How I Write with Large Language Models

A colorful watercolor illustration on a white background of a robot sitting at a desk writing with a pen. He has a desklamp and a cup with pens in it.

This is the final version of the post, refined through the editing process I describe below. You can see my starting point by reading my first draft and comparing it with the LLM-edited draft.

ChatGPT 3.5 came out just over two years ago and sparked an explosion in Large Language Model (LLM) development. Dozens of companies released their own models, and the state of the art advanced by the hour.

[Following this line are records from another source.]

#[cfg(test)]
mod tests {
    use std::cell::Cell;

    use super::*;
    use crate::occluders::{OccluderWorld, Shape};
    use crate::world::{BodyId, ViewBounds};

    struct Pose {
        position: Cell<Vec2>,
        angle: Cell<f32>,
    }

    impl BodyPose for Pose {
        fn id(&self) -> BodyId {
            BodyId(99)
        }

        fn position(&self) -> Vec2 {
            self.position.get()
        }

        fn angle(&self) -> f32 {
            self.angle.get()
        }
    }

    struct Nowhere;

    impl ViewBounds for Nowhere {
        fn intersects(&self, _x: f32, _y: f32, _radius: f32) -> bool {
            false
        }
    }

    fn def(ray_num: usize) -> ChainLightDef {
        ChainLightDef {
            ray_num,
            distance: 5.0,
            ..ChainLightDef::default()
        }
    }

    fn segment_light(ray_num: usize) -> ChainLight {
        ChainLight::new(&def(ray_num), Vec2::new(5.0, 0.0), &[0.0, 0.0, 10.0, 0.0]).unwrap()
    }

    /// A wall across the first ray only, 2 units above the chain.
    fn wall_over_first_ray() -> OccluderWorld {
        let mut world = OccluderWorld::new();
        let body = world.create_body(Vec2::ZERO, 0.0);
        world.add_fixture(&body, Shape::segment(Vec2::new(1.0, 2.0), Vec2::new(4.0, 2.0)));
        world
    }

    #[test]
    fn rejects_invalid_construction() {
        let position = Vec2::ZERO;
        assert_eq!(
            ChainLight::new(&def(0), position, &[0.0, 0.0, 1.0, 0.0]).err(),
            Some(LightError::ZeroRays)
        );
        assert_eq!(
            ChainLight::new(&def(4), position, &[0.0, 0.0]).err(),
            Some(LightError::TooFewPoints(1))
        );
        let negative = ChainLightDef {
            distance: -2.0,
            ..def(4)
        };
        assert!(ChainLight::new(&negative, position, &[0.0, 0.0, 1.0, 0.0]).is_err());
    }

    #[test]
    fn unoccluded_scenario() {
        let mut light = segment_light(2);
        light.update(&FrameContext::default());

        let rays = light.rays().rays();
        assert!(rays[0].start.abs_diff_eq(Vec2::new(2.5, 0.0), 1e-5));
        assert!(rays[1].start.abs_diff_eq(Vec2::new(7.5, 0.0), 1e-5));
        for ray in rays {
            assert!(ray.perp.abs_diff_eq(Vec2::new(0.0, 5.0), 1e-5));
            assert_eq!(ray.hit, ray.end);
            assert_eq!(ray.fraction, 1.0);
        }
    }

    #[test]
    fn occluded_ray_dims_mesh() {
        let world = wall_over_first_ray();
        let mut light = segment_light(2);
        light.update(&FrameContext {
            world: Some(&world),
            view: None,
        });

        assert!((light.rays().rays()[0].fraction - 0.4).abs() < 1e-5);
        assert_eq!(light.rays().rays()[1].fraction, 1.0);

        let data = light.render_data().unwrap();
        assert!((data.lit[1].alpha - 0.6).abs() < 1e-5);
        assert!((data.penumbra[0].alpha - 0.6).abs() < 1e-5);
        assert_eq!(data.penumbra[1].alpha, 0.0);
    }

    #[test]
    fn xray_ignores_occluders() {
        let world = wall_over_first_ray();
        let mut light = segment_light(2);
        light.set_xray(true);
        light.update(&FrameContext {
            world: Some(&world),
            view: None,
        });
        assert!(light.rays().rays().iter().all(|r| r.fraction == 1.0));
        assert!(light.render_data().unwrap().penumbra.is_empty());
    }

    #[test]
    fn reference_position_is_inside() {
        let mut light = segment_light(8);
        light.update(&FrameContext::default());
        assert!(light.contains(light.position()));
        assert!(light.contains(Vec2::new(5.0, 2.0)));
    }

    #[test]
    fn far_points_are_outside() {
        let mut light = segment_light(8);
        light.update(&FrameContext::default());
        assert!(!light.contains(Vec2::new(5.0, 5.0)));
        assert!(!light.contains(Vec2::new(20.0, 1.0)));
        assert!(!light.contains(Vec2::new(5.0, -1.0)));
    }

    #[test]
    fn containment_is_idempotent() {
        let world = wall_over_first_ray();
        let mut light = segment_light(16);
        light.update(&FrameContext {
            world: Some(&world),
            view: None,
        });
        for point in [Vec2::new(2.0, 3.0), Vec2::new(6.0, 1.0), Vec2::new(3.0, 1.0)] {
            assert_eq!(light.contains(point), light.contains(point));
        }
        assert!(light.contains(Vec2::new(5.0, 1.0)));
    }

    #[test]
    fn culled_light_skips_work() {
        let world = wall_over_first_ray();
        let mut light = segment_light(2);
        light.update(&FrameContext {
            world: Some(&world),
            view: Some(&Nowhere),
        });
        assert!(light.is_culled());
        assert!(light.render_data().is_none());
        assert_eq!(light.rays().rays()[0].fraction, 1.0);
        assert_eq!(light.culling_radius(), 5.0 + 2.5);
    }

    #[test]
    fn static_light_freezes_until_moved() {
        let mut world = wall_over_first_ray();
        let mut light = segment_light(2);
        light.set_static(true);
        light.update(&FrameContext {
            world: Some(&world),
            view: None,
        });
        assert!(light.rays().rays()[0].fraction < 1.0);

        world.clear();
        light.update(&FrameContext {
            world: Some(&world),
            view: None,
        });
        assert!(light.rays().rays()[0].fraction < 1.0);

        light.set_position(Vec2::new(5.0, -1.0));
        light.update(&FrameContext {
            world: Some(&world),
            view: None,
        });
        assert_eq!(light.rays().rays()[0].fraction, 1.0);
    }

    #[test]
    fn static_light_recomputes_even_when_culled() {
        let world = wall_over_first_ray();
        let mut light = segment_light(2);
        light.set_static(true);
        light.update(&FrameContext {
            world: Some(&world),
            view: Some(&Nowhere),
        });
        assert!(light.is_culled());
        assert!(light.rays().rays()[0].fraction < 1.0);
    }

    #[test]
    fn attached_light_follows_body() {
        let pose = Rc::new(Pose {
            position: Cell::new(Vec2::new(1.0, 1.0)),
            angle: Cell::new(0.0),
        });
        let mut light = segment_light(2);
        light.attach_to_body(pose.clone(), Vec2::new(2.0, 0.0));
        assert!(light.position().abs_diff_eq(Vec2::new(3.0, 1.0), 1e-5));

        pose.angle.set(std::f32::consts::FRAC_PI_2);
        light.update(&FrameContext::default());
        assert!(light.position().abs_diff_eq(Vec2::new(1.0, 3.0), 1e-5));

        light.detach();
        pose.position.set(Vec2::new(50.0, 50.0));
        light.update(&FrameContext::default());
        assert!(light.position().abs_diff_eq(Vec2::new(1.0, 3.0), 1e-5));
    }

    #[test]
    fn ignores_its_own_body() {
        let mut world = OccluderWorld::new();
        let body = world.create_body(Vec2::ZERO, 0.0);
        world.add_fixture(&body, Shape::segment(Vec2::new(0.0, 2.0), Vec2::new(10.0, 2.0)));

        let mut light = segment_light(2);
        light.attach_to_body(body.clone(), Vec2::new(5.0, 0.0));
        light.update(&FrameContext {
            world: Some(&world),
            view: None,
        });
        assert!(light.rays().rays().iter().all(|r| r.fraction < 1.0));

        light.set_ignore_attached_body(true);
        light.update(&FrameContext {
            world: Some(&world),
            view: None,
        });
        assert!(light.rays().rays().iter().all(|r| r.fraction == 1.0));
    }

    #[test]
    fn redistributes_on_chain_and_distance_change() {
        let mut light = segment_light(2);
        light.set_chain(&[0.0, 0.0, 0.0, 4.0]).unwrap();
        assert!(light.rays().rays()[0].start.abs_diff_eq(Vec2::new(0.0, 1.0), 1e-5));
        assert!(light.rays().rays()[0].perp.abs_diff_eq(Vec2::new(-5.0, 0.0), 1e-5));

        light.set_distance(2.0).unwrap();
        assert!(light.rays().rays()[0].perp.abs_diff_eq(Vec2::new(-2.0, 0.0), 1e-5));

        assert!(light.set_chain(&[1.0]).is_err());
        assert_eq!(light.chain().points().len(), 2);
        assert_eq!(light.rays().len(), 2);
    }

    #[test]
    fn inactive_light_renders_nothing() {
        let mut light = segment_light(2);
        light.set_active(false);
        light.update(&FrameContext::default());
        assert!(light.render_data().is_none());
    }
}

At the time, I wrote about how I used ChatGPT to write. My method was primitive. With years of experience and improvements in the models, I have refined how I use LLMs to edit text. Here is my new method.

Drafting

I write the first draft entirely by hand. This helps me preserve my voice and prevents the writing from being overly influenced by the LLM. It also supports my main goal of writing: to clarify my thinking.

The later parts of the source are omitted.